Reposisi Kedudukan Dewan Pertimbangan Presiden

Riuh rendah percakapan di ruang publik terkait revisi Undang-Undang Nomor 19 Tahun 2016 tentang Dewan Pertimbangan Presiden masih terus berlangsung. Mayoritas suara yang didengungkan memang bernada sumbang. Publik menerka, Rancangan Undang-Undang (RUU) tentang Dewan Pertimbangan Presiden (Wantimpres) tidak lebih dari sekadar upaya konsolidasi politik dan bagi-bagi kekuasaan yang sedang dilakukan oleh Presiden terpilih Prabowo Subianto di masa transisi pemerintahan ini. Dengan kata lain, RUU Wantimpres lebih banyak memunculkan kontroversi politik daripada manfaatnya di mata publik.

Namun, Presiden dan DPR RI tetap melanjutkan pekerjaannya. Terakhir, melalui Badan Legislasi (Baleg) DPR RI telah menyepakati RUU tentang Perubahan atas Undang-Undang Nomor 19 Tahun 2016 tentang Dewan Pertimbangan Presiden untuk dibahas dalam pembahasan Tingkat II dalam Rapat Paripurna DPR RI. Artinya tidak lama lagi kita akan menyaksikan pengesahan terhadap RUU Wantimpres menjadi undang-undang.

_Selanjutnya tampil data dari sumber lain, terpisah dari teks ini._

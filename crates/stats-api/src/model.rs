//! Wire projections of the statistics API responses.
//!
//! Only the fields the digest pipeline reads are modelled. Anything the
//! upstream service may leave out is optional or defaulted so that a sparse
//! response still decodes.

use serde::{Deserialize, Serialize};

#[derive(Debug, Clone, Serialize, Deserialize, Default, PartialEq, Eq)]
pub struct NamedRef {
    #[serde(default)]
    pub id: Option<u64>,
    #[serde(default)]
    pub name: Option<String>,
}

#[derive(Debug, Clone, Serialize, Deserialize, Default)]
pub struct Schedule {
    #[serde(default)]
    pub dates: Vec<ScheduleDate>,
}

#[derive(Debug, Clone, Serialize, Deserialize, Default)]
pub struct ScheduleDate {
    /// ISO `YYYY-MM-DD`.
    pub date: String,
    #[serde(default)]
    pub games: Vec<ScheduleGame>,
}

#[derive(Debug, Clone, Serialize, Deserialize, Default)]
#[serde(rename_all = "camelCase")]
pub struct ScheduleGame {
    pub game_pk: u64,
    #[serde(default)]
    pub games_in_series: Option<u32>,
    #[serde(default)]
    pub teams: MatchupTeams,
}

#[derive(Debug, Clone, Serialize, Deserialize, Default)]
pub struct MatchupTeams {
    #[serde(default)]
    pub home: MatchupSide,
    #[serde(default)]
    pub away: MatchupSide,
}

#[derive(Debug, Clone, Serialize, Deserialize, Default)]
pub struct MatchupSide {
    #[serde(default)]
    pub team: NamedRef,
}

impl Schedule {
    /// Flattens the per-date grouping into `(date, game)` pairs, keeping API order.
    pub fn flatten(&self) -> impl Iterator<Item = (&str, &ScheduleGame)> {
        self.dates.iter().flat_map(|date| {
            date.games
                .iter()
                .map(move |game| (date.date.as_str(), game))
        })
    }
}

#[derive(Debug, Clone, Serialize, Deserialize, Default)]
pub struct GameLog {
    #[serde(default)]
    pub stats: Vec<GameLogGroup>,
}

#[derive(Debug, Clone, Serialize, Deserialize, Default)]
pub struct GameLogGroup {
    #[serde(default)]
    pub splits: Vec<GameLogSplit>,
}

#[derive(Debug, Clone, Serialize, Deserialize, Default)]
#[serde(rename_all = "camelCase")]
pub struct GameLogSplit {
    #[serde(default)]
    pub season: Option<String>,
    pub date: String,
    #[serde(default)]
    pub is_home: Option<bool>,
    #[serde(default)]
    pub team: NamedRef,
    #[serde(default)]
    pub opponent: NamedRef,
    pub game: GameLogGame,
}

#[derive(Debug, Clone, Serialize, Deserialize, Default)]
#[serde(rename_all = "camelCase")]
pub struct GameLogGame {
    pub game_pk: u64,
}

impl GameLog {
    /// Splits of the first stats group; the game log endpoint returns one group.
    pub fn splits(&self) -> &[GameLogSplit] {
        self.stats
            .first()
            .map(|group| group.splits.as_slice())
            .unwrap_or_default()
    }
}

#[derive(Debug, Clone, Serialize, Deserialize, Default)]
pub struct TeamsResponse {
    #[serde(default)]
    pub teams: Vec<TeamDetails>,
}

#[derive(Debug, Clone, Serialize, Deserialize, Default)]
pub struct TeamDetails {
    pub id: u64,
    #[serde(default)]
    pub name: Option<String>,
    #[serde(default)]
    pub abbreviation: Option<String>,
    #[serde(default)]
    pub venue: NamedRef,
}

#[derive(Debug, Clone, Serialize, Deserialize, Default)]
pub struct RosterResponse {
    #[serde(default)]
    pub roster: Vec<RosterEntry>,
}

#[derive(Debug, Clone, Serialize, Deserialize, Default)]
pub struct RosterEntry {
    #[serde(default)]
    pub person: PersonRef,
    #[serde(default)]
    pub job: Option<String>,
}

#[derive(Debug, Clone, Serialize, Deserialize, Default)]
#[serde(rename_all = "camelCase")]
pub struct PersonRef {
    #[serde(default)]
    pub id: Option<u64>,
    #[serde(default)]
    pub full_name: Option<String>,
}

impl RosterResponse {
    /// Full name of the first coach listed with the `Manager` job title.
    pub fn manager(&self) -> Option<&str> {
        self.roster
            .iter()
            .find(|entry| entry.job.as_deref() == Some("Manager"))
            .and_then(|entry| entry.person.full_name.as_deref())
    }
}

RUU Wantimpres digulirkan dengan maksud mewujudkan lembaga Wantimpres RI yang tidak ada ubahnya dengan DPA di masa lampau. Keberadaan lembaga negara seperti itu memang tidak dikenal dalam sistem presidensial. Namun perlu kita garis bawahi, Indonesia sampai dengan saat ini tidak menganut sistem presidensial murni melainkan sistem campuran (hybrid system) dari sistem parlementer dan sistem presidensial. Konsep demokrasi liberatif yang berdasarkan prinsip musyawarah untuk mufakat dalam sistem presidensial di Indonesia, adalah karakter pemerintahan yang sebenarnya diamanatkan oleh Pancasila. Oleh sebab itu, tidak ada yang salah dengan kembali pada konsep lama, sembari terus mengevaluasi kesalahan sejarah di masa lalu. Dengan konsep seperti itu juga, Wantimpres dapat menjadi kawah candradimuka di dalam memproduksi ide serta gagasan yang solid sebagai bagian dari sistem pendukung kekuasaan pemerintahan Presiden di Indonesia.